What do you mean, then, by player agency?
To put it super simply, it is that the actions of the characters matter.
If I, playing a character, conjecture "Isn't Evard's tower around here somewhere" or if I, playing a character, say "I'm looking out for Rufus as we enter the borders of Auxol", and nothing can flow from that because the GM has unilaterally decided that Rufus is not about or that there is no such tower, then on this occasion my actions don't matter.

Hence by your own account I, as a player, don't have agency on this occasion.

And generalising the point: the only actions that will matter, on an approach of unilateral GM control, will be actions directed towards elements that the GM has introduced. Just like H3 Pyramid of Shadows that I quoted upthread.

That is low-player-agency RPGing.

EDIT:
Except this ignores the issues of things like railroads, linear adventures, GM fudging, etc. These are all obstacles to agency.
H3 Pyramid of Shadows is a railroad.

If the GM sets things up so the players can (say) choose between H3 or H2 Thunderspire Labyrinth, now maybe we have a choice between two railroads.

But ultimately if (i) the goal of play is to experience a story in a "living, breathing world" and (ii) we are not just going to have the GM decide the key elements of it, the players need to be able to have input.
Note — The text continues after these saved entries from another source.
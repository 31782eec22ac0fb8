use log::{debug, info, warn};
use num_complex::Complex;
use plutoiq_messages::{Decibels, Hertz, SourceConfig, SourceState, TunerGain};

use crate::Error;
use crate::context::{
    AttrValue, IioContext, PHY_RX, PHY_RX_LO, RX_DEVICE, RX_I, RX_Q, open_context,
};
use crate::convert::{BYTES_PER_SAMPLE, MIN_BLOCK_LENGTH, clamp_block_length, normalize_into};
use crate::endpoint::Endpoint;

/// Name reported for the single supported unit.
pub const DEVICE_NAME: &str = "NH7020";

/// Entries in the tuner gain table (0 dB upwards, 1 dB apart).
const TUNER_GAIN_STEPS: i32 = 80;

/// I/Q sample source for an AD9361 front end.
///
/// Owns the device context for its whole life. Open with [`IqSource::open`],
/// check [`IqSource::is_valid`], call [`IqSource::configure`] once, then poll
/// [`IqSource::get_samples`]. Dropping the source disables the RX channels
/// and releases the context.
///
/// Every failure is returned and also kept as the last error, so callers
/// written against the boolean-plus-`error()` style keep working.
pub struct IqSource {
    endpoint: String,
    ctx: Option<Box<dyn IioContext>>,
    block_length: usize,
    configured: bool,
    rx_enabled: bool,
    last_error: Option<Error>,
}

impl IqSource {
    /// Open the device at `endpoint` (see [`Endpoint`] for the accepted forms).
    ///
    /// Never fails outright: a missing device leaves the source invalid with
    /// the reason in [`IqSource::last_error`].
    pub fn open(endpoint: &str) -> Self {
        let mut source = Self::empty(endpoint.trim().to_string(), None);
        let ctx = endpoint
            .parse::<Endpoint>()
            .and_then(|endpoint| open_context(&endpoint));
        match ctx {
            Ok(ctx) => {
                debug!("Opened device context at {}", source.endpoint);
                source.ctx = Some(ctx);
            }
            Err(e) => {
                warn!("Could not open {}: {}", source.endpoint, e);
                source.last_error = Some(e);
            }
        }
        source
    }

    /// Wrap an already-open context, typically a [`SimContext`](crate::SimContext).
    pub fn with_context(ctx: Box<dyn IioContext>) -> Self {
        Self::empty("custom".to_string(), Some(ctx))
    }

    /// Open `config.endpoint` and configure it, failing on the first error.
    pub fn connect(config: &SourceConfig) -> Result<Self, Error> {
        let mut source = Self::open(&config.endpoint);
        if let Some(e) = source.last_error.take() {
            return Err(e);
        }
        source.configure(config)?;
        Ok(source)
    }

    fn empty(endpoint: String, ctx: Option<Box<dyn IioContext>>) -> Self {
        Self {
            endpoint,
            ctx,
            block_length: MIN_BLOCK_LENGTH,
            configured: false,
            rx_enabled: false,
            last_error: None,
        }
    }

    /// Configure the RF front end and allocate the streaming buffer.
    ///
    /// Steps run in hardware order: port, bandwidth and rate, LO, gain, then
    /// the RX channels and buffer. A failed step aborts the rest; settings
    /// already written stay on the device. `agc_mode` has no effect, the gain
    /// mode follows `config.gain`.
    pub fn configure(&mut self, config: &SourceConfig) -> Result<(), Error> {
        let result = self.apply(config);
        self.record(result)
    }

    fn apply(&mut self, config: &SourceConfig) -> Result<(), Error> {
        let ctx = self.ctx.as_mut().ok_or(Error::NoContext)?;
        self.configured = false;

        if config.agc_mode {
            debug!("agc_mode is ignored, gain mode follows the tuner gain setting");
        }

        let rate = config.sample_rate.as_i64();
        for (attr, value) in [
            ("rf_port_select", AttrValue::Str("A_BALANCED")),
            ("rf_bandwidth", AttrValue::Int(rate)),
            ("sampling_frequency", AttrValue::Int(rate)),
        ] {
            if let Err(e) = ctx.write_attr(PHY_RX, attr, value) {
                warn!("Writing {} failed: {}", attr, e);
            }
        }

        ctx.write_attr(PHY_RX_LO, "frequency", AttrValue::Int(config.frequency.as_i64()))
            .map_err(Error::SetFrequency)?;

        match config.gain {
            TunerGain::Auto => {
                ctx.write_attr(PHY_RX, "gain_control_mode", AttrValue::Str("slow_attack"))
                    .map_err(Error::AutoGain)?;
            }
            TunerGain::Manual(gain) => {
                ctx.write_attr(PHY_RX, "gain_control_mode", AttrValue::Str("manual"))
                    .map_err(Error::ManualGainMode)?;
                ctx.write_attr(
                    PHY_RX,
                    "hardwaregain",
                    AttrValue::Float(f64::from(gain.as_db())),
                )
                .map_err(Error::SetGain)?;
            }
        }

        self.block_length = clamp_block_length(config.block_length);

        ctx.destroy_buffer();
        for chan in [RX_I, RX_Q] {
            ctx.enable_channel(chan).map_err(|source| Error::ChannelEnable {
                channel: chan.channel,
                source,
            })?;
            self.rx_enabled = true;
        }
        ctx.create_buffer(RX_DEVICE, self.block_length)
            .map_err(Error::BufferCreate)?;
        self.configured = true;

        info!(
            "Streaming from {} ({}, {}, gain {}, {} samples/block)",
            self.endpoint, config.frequency, config.sample_rate, config.gain, self.block_length
        );
        Ok(())
    }

    /// Refill the buffer and convert one block into `samples`.
    ///
    /// Blocks until the hardware delivers. On success `samples` holds exactly
    /// [`IqSource::block_length`] values; on failure it is left as it was.
    pub fn get_samples(&mut self, samples: &mut Vec<Complex<f32>>) -> Result<(), Error> {
        let result = self.fetch(samples);
        self.record(result)
    }

    fn fetch(&mut self, samples: &mut Vec<Complex<f32>>) -> Result<(), Error> {
        let block_length = self.block_length;
        let ctx = self.ctx.as_mut().ok_or(Error::NoContext)?;
        if !self.configured {
            return Err(Error::NotConfigured);
        }

        let refill = ctx.refill().map_err(Error::Refill)?;
        let expected = block_length * BYTES_PER_SAMPLE;
        if refill.bytes < expected || refill.samples.len() < block_length * 2 {
            return Err(Error::ShortRead {
                expected,
                got: refill.bytes,
            });
        }

        normalize_into(&refill.samples[..block_length * 2], samples);
        Ok(())
    }

    /// Sample rate as reported by the hardware, zero if unavailable.
    pub fn sample_rate(&self) -> Hertz {
        self.ctx
            .as_ref()
            .and_then(|ctx| ctx.read_attr_i64(PHY_RX, "sampling_frequency").ok())
            .map(Hertz::from_reading)
            .unwrap_or_default()
    }

    /// LO frequency as reported by the hardware, zero if unavailable.
    pub fn frequency(&self) -> Hertz {
        self.ctx
            .as_ref()
            .and_then(|ctx| ctx.read_attr_i64(PHY_RX_LO, "frequency").ok())
            .map(Hertz::from_reading)
            .unwrap_or_default()
    }

    /// Current RX gain as reported by the hardware, zero if unavailable.
    pub fn tuner_gain(&self) -> Decibels {
        self.ctx
            .as_ref()
            .and_then(|ctx| ctx.read_attr_f64(PHY_RX, "hardwaregain").ok())
            .map(|db| Decibels(db as f32))
            .unwrap_or_default()
    }

    /// Current `gain_control_mode`, if the device can be read.
    pub fn gain_control_mode(&self) -> Option<String> {
        self.ctx
            .as_ref()
            .and_then(|ctx| ctx.read_attr_str(PHY_RX, "gain_control_mode").ok())
    }

    /// Supported gain settings.
    ///
    /// A declared table of whole-dB steps, not read from the hardware, so it
    /// is approximate: the AD9361's usable range depends on the LO frequency.
    pub fn tuner_gains(&self) -> Vec<Decibels> {
        (0..TUNER_GAIN_STEPS).map(|db| Decibels(db as f32)).collect()
    }

    /// Samples per block after clamping.
    pub fn block_length(&self) -> usize {
        self.block_length
    }

    pub fn endpoint(&self) -> &str {
        &self.endpoint
    }

    /// Settings read back from the hardware.
    pub fn state(&self) -> SourceState {
        SourceState {
            endpoint: self.endpoint.clone(),
            sample_rate: self.sample_rate(),
            frequency: self.frequency(),
            tuner_gain: self.tuner_gain(),
            gain_control_mode: self.gain_control_mode().unwrap_or_default(),
            block_length: self.block_length,
        }
    }

    /// Names of the devices this source can drive. Always a single entry.
    pub fn device_names() -> Vec<String> {
        vec![DEVICE_NAME.to_string()]
    }

    /// True when a context is open and no error is pending.
    pub fn is_valid(&self) -> bool {
        self.ctx.is_some() && self.last_error.is_none()
    }

    /// The pending error, without clearing it.
    pub fn last_error(&self) -> Option<&Error> {
        self.last_error.as_ref()
    }

    pub fn clear_error(&mut self) {
        self.last_error = None;
    }

    /// Return the pending error message and clear it; empty when none.
    ///
    /// Clearing does not undo the failure: after a failed `configure` the
    /// source reports valid again but still has no stream. Use
    /// [`IqSource::last_error`] to inspect without clearing.
    pub fn error(&mut self) -> String {
        self.last_error
            .take()
            .map(|e| e.to_string())
            .unwrap_or_default()
    }

    fn record<T>(&mut self, result: Result<T, Error>) -> Result<T, Error> {
        if let Err(e) = &result {
            self.last_error = Some(e.clone());
        }
        result
    }
}

impl Drop for IqSource {
    fn drop(&mut self) {
        if let Some(ctx) = self.ctx.as_mut() {
            ctx.destroy_buffer();
            if self.rx_enabled {
                ctx.disable_channel(RX_I);
                ctx.disable_channel(RX_Q);
            }
            debug!("Released device context at {}", self.endpoint);
        }
    }
}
There are different ways this can be done: taking suggestions (as Gygax mentions in relation to strongholds; as is a big part of PbtA-type games; as 4e D&D allows for in player-defined quests), or action resolution frameworks (which BW and Marvel Heroic RP/Cortex+ Heroic emphasise), or sheer player stipulation (off the top of my head I can't think of a RPG that allows this for key elements of the shared fiction - OGL Conan allows it for peripheral elements).

Without it - if the GM just unilaterally decides whether or not there are bluffs overlooking rivers, or wizard's towers, or family members to be engaged with - then play becomes an exploration of the content of the GM's mind.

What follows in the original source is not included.